The mean platelet volume (MPV), red cell distribution width (RDW) and neutrophil-to-lymphocyte ratio (NLR) comprise laboratory markers in ankylosing spondylitis (AS). There is a controversy in the literature regarding which type of ear involvement is characteristic of AS. The aim of this study was to simultaneously investigate the MPV, RDW, platelet to lymphocyte (PLR) and NLR in patients with AS and their relationships with high-frequency hearing thresholds. Thirty patients with AS and 35 age-matched healthy subjects were included. Each subject was tested with low- (250, 500, 1000 and 2000 Hz) and high- (4000, 8000, 10,000, 12,000, 14,000 and 16,000 Hz) frequency audiometry. Additionally, the case and control groups were evaluated regarding the average hearing thresholds in bone conduction. The erythrocyte sedimentation rate (ESR) and C-reactive protein (CRP) levels were measured. The RDW, MPV, neutrophils, lymphocytes and platelet counts were evaluated with the complete blood count. Furthermore, the NLR and PLR were calculated. The complete blood count, platelet numbers, ESR, CRP and NLR levels were significantly increased in the AS patients compared with the healthy controls (p < 0.001, p = 0.007, p < 0.001, p < 0.001 and p = 0.047, respectively). There was no statistically significant difference in the RDW, PLR or MPV levels (p > 0.05) in the AS patients compared with the healthy controls. The BASDAI score and disease duration were not correlated with the ESR, CRP levels, MPV, PLR, RDW or NLR in patients with AS (all; p > 0.05).
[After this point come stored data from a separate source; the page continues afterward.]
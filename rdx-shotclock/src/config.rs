//! Defines all configuration structures for the Shotclock engine.
//!
//! These structs are designed to be deserialized from a configuration file
//! (a TOML file) using `serde` and the `config` crate. Every field has a
//! default, so an empty file, or no file at all, yields a working engine.
//! Environment variables prefixed `SHOTCLOCK__` override file values, e.g.
//! `SHOTCLOCK__TOGGLE_DEBOUNCE_MS=0` or `SHOTCLOCK__CUES__PITCH=1.2`.

use serde::Deserialize;
use std::path::Path;
use std::time::Duration;

/// The top-level configuration for the `ShotclockEngine`.
#[derive(Debug, Clone, Deserialize)]
#[serde(default)]
pub struct ShotclockConfig {
    /// How often a running interval publishes progress and checks its end.
    pub resolution: TickResolution,

    /// Pause/resume toggles closer together than this are ignored.
    pub toggle_debounce_ms: u64,

    /// Hold between the countdown's "Go!" and the first interval.
    pub countdown_grace_ms: u64,

    /// Fixes every shuffle, random offset and random split-step choice.
    /// `None` seeds from entropy.
    pub seed: Option<u64>,

    pub keep_alive: KeepAliveConfig,

    pub cues: CueConfig,
}

/// Defines the tick period of a running interval.
#[derive(Debug, Clone, PartialEq, Eq, Deserialize)]
#[serde(rename_all = "lowercase")]
pub enum TickResolution {
    /// 50 ms between ticks.
    Fine,
    /// 100 ms between ticks.
    Standard,
    /// 250 ms between ticks. Progress bars look steppy.
    Coarse,
    /// A user-defined period in milliseconds.
    Custom { millis: u64 },
}

impl TickResolution {
    pub fn period(&self) -> Duration {
        match self {
            TickResolution::Fine => Duration::from_millis(50),
            TickResolution::Standard => Duration::from_millis(100),
            TickResolution::Coarse => Duration::from_millis(250),
            TickResolution::Custom { millis } => Duration::from_millis((*millis).max(1)),
        }
    }
}

/// Settings for the narrator's silent keep-alive loop.
#[derive(Debug, Clone, Deserialize)]
#[serde(default)]
pub struct KeepAliveConfig {
    pub enabled: bool,
    /// Pause between two silent utterances.
    pub gap_ms: u64,
}

impl KeepAliveConfig {
    pub fn gap(&self) -> Duration {
        Duration::from_millis(self.gap_ms)
    }
}

/// Tone synthesis settings for the cue player.
#[derive(Debug, Clone, Deserialize)]
#[serde(default)]
pub struct CueConfig {
    pub sample_rate: u32,
    /// Output gain, 0.0 ..= 1.0.
    pub volume: f32,
    /// Multiplies the power-up ramp's base frequency.
    pub pitch: f32,
    /// The shot cue plays these two tones back-to-back.
    pub shot_tones_hz: [f32; 2],
    pub shot_tone_ms: u64,
}

// --- Default values ---

impl Default for ShotclockConfig {
    fn default() -> Self {
        Self {
            resolution: TickResolution::Standard,
            toggle_debounce_ms: 300,
            countdown_grace_ms: 1000,
            seed: None,
            keep_alive: KeepAliveConfig::default(),
            cues: CueConfig::default(),
        }
    }
}

impl Default for KeepAliveConfig {
    fn default() -> Self {
        Self {
            enabled: true,
            gap_ms: 400,
        }
    }
}

impl Default for CueConfig {
    fn default() -> Self {
        Self {
            sample_rate: 44_100,
            volume: 0.6,
            pitch: 1.0,
            shot_tones_hz: [800.0, 1200.0],
            shot_tone_ms: 150,
        }
    }
}

impl ShotclockConfig {
    /// Loads the configuration from an optional TOML file, layered under
    /// `SHOTCLOCK__*` environment overrides.
    pub fn load(path: Option<&Path>) -> anyhow::Result<Self> {
        let mut builder = config::Config::builder();
        if let Some(path) = path {
            builder = builder.add_source(config::File::from(path));
        }
        let settings = builder
            .add_source(
                config::Environment::with_prefix("SHOTCLOCK")
                    .prefix_separator("__")
                    .separator("__"),
            )
            .build()?;
        Ok(settings.try_deserialize()?)
    }

    pub fn tick_period(&self) -> Duration {
        self.resolution.period()
    }

    pub fn toggle_debounce(&self) -> Duration {
        Duration::from_millis(self.toggle_debounce_ms)
    }

    pub fn countdown_grace(&self) -> Duration {
        Duration::from_millis(self.countdown_grace_ms)
    }
}

#[cfg(test)]
mod tests {
    use super::*;

    #[test]
    fn defaults_match_documented_values() {
        let cfg = ShotclockConfig::default();
        assert_eq!(cfg.tick_period(), Duration::from_millis(100));
        assert_eq!(cfg.toggle_debounce(), Duration::from_millis(300));
        assert_eq!(cfg.countdown_grace(), Duration::from_secs(1));
        assert_eq!(cfg.cues.shot_tones_hz, [800.0, 1200.0]);
        assert!(cfg.keep_alive.enabled);
    }

    #[test]
    fn custom_resolution_never_zero() {
        let res = TickResolution::Custom { millis: 0 };
        assert_eq!(res.period(), Duration::from_millis(1));
    }

    #[test]
    fn partial_toml_fills_defaults() {
        let settings = config::Config::builder()
            .add_source(config::File::from_str(
                "resolution = \"fine\"\nseed = 7\n[cues]\npitch = 1.5\n",
                config::FileFormat::Toml,
            ))
            .build()
            .unwrap();
        let cfg: ShotclockConfig = settings.try_deserialize().unwrap();
        assert_eq!(cfg.resolution, TickResolution::Fine);
        assert_eq!(cfg.seed, Some(7));
        assert_eq!(cfg.cues.pitch, 1.5);
        assert_eq!(cfg.cues.shot_tone_ms, 150);
        assert_eq!(cfg.toggle_debounce_ms, 300);
    }
}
The AS patients had increased average measurement values for the hearing threshold in both ears at frequencies of 250, 500, 1000 and 2000 Hz; however, there was no statistically significant difference (p > 0.05). The average values of the hearing threshold in both ears at the high frequencies of 4000, 6000, 8000, 10,000, 12,000 and 14,000 Hz were significantly increased in the case group; however, it was not significantly increased at 16,000 Hz. The current study is the first to investigate the PLR, NLR, MPV and RDW levels in acute AS. We identified a significantly increased NLR, leukocyte count, ESR and CRP in AS patients. Sensorineural hearing loss, especially at extended high frequencies, is common in patients with AS and may represent an extra-articular feature of the disease. The combined use of NLR with the leukocyte count and other clinical assessments may facilitate the diagnostic process of ankylosing spondylitis.